The discussions with Eluned and Lisa suggested various funds that the community could apply for to enable work on the gardens and refurbishing the war memorial.  The community is also named in a substantial research proposal that Swansea University submitted in March that also included St Fagans and partners in Cork – so croesi bysedd for that!

Irrespective of particular grants (although that will help!), we will continue to work together.  As the outsider the lost village is a fascinating story, and I am constantly amazed at the knowledge, enthusiasm, and dedication of the community team working on the Troedrhiwfuwch archives.  With my technologist/researcher hat on, I’m also thinking about the potential digital tools and methods that could enable other communities to more easily preserve and share their own memories and stories.

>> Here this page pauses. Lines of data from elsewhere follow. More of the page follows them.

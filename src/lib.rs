pub mod config;
pub mod db;
pub mod error;
pub mod services;
pub mod utils;
pub mod validation;

pub use crate::error::{AppError, AppResult};
pub use crate::services::cycles_service::derive_cycle;
pub use crate::services::ledger_service::aggregate_ledger;
pub use crate::services::summaries_service::{remaining_holiday, remaining_sick};

use crate::config::Config;
use tracing::Level;

pub fn init_tracing(config: &Config) {
    let logging = config.logging();
    let level = logging.level.parse::<Level>().unwrap_or(Level::INFO);

    let builder = tracing_subscriber::fmt()
        .with_max_level(level)
        .with_writer(std::io::stderr);

    match logging.format.as_str() {
        "json" => {
            builder.json().init();
        }
        _ => {
            builder.init();
        }
    }
}
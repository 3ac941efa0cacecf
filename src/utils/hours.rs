use rust_decimal::{Decimal, RoundingStrategy};

/// Hours are stored with exactly two decimal places.
pub const HOURS_SCALE: u32 = 2;

/// Rounds half-up (away from zero on ties) to two places and pins the scale,
/// so `56` comes back as `56.00`.
pub fn round_hours(value: Decimal) -> Decimal {
    let mut rounded = value.round_dp_with_strategy(HOURS_SCALE, RoundingStrategy::MidpointAwayFromZero);
    rounded.rescale(HOURS_SCALE);
    rounded
}

pub fn zero_hours() -> Decimal {
    Decimal::new(0, HOURS_SCALE)
}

In terms of digital technology, the next steps will include more ways to help link the digital archives to the physical location, including geocoding pictures, rather like the Nesta-funded Frasan app I was involved wit on Tiree some years back. As well the links to the wordd wars, the village is connected to human stories of industrial change, migration, sport, not to mention the geological features underlying the ‘moving mountain’, which eventually caused its demise.

In addition, there is less visible, but perhaps in the long term more critical, ‘back stage’ work in helping to connect and annotate the various photos and documents in the archive — linking stories to the objects.  Although the domains are rather different, I expect this aspect to intersect with work on democratising digitisation in the AHRC InterMusE project and also connect to other disciplines across Swansea University.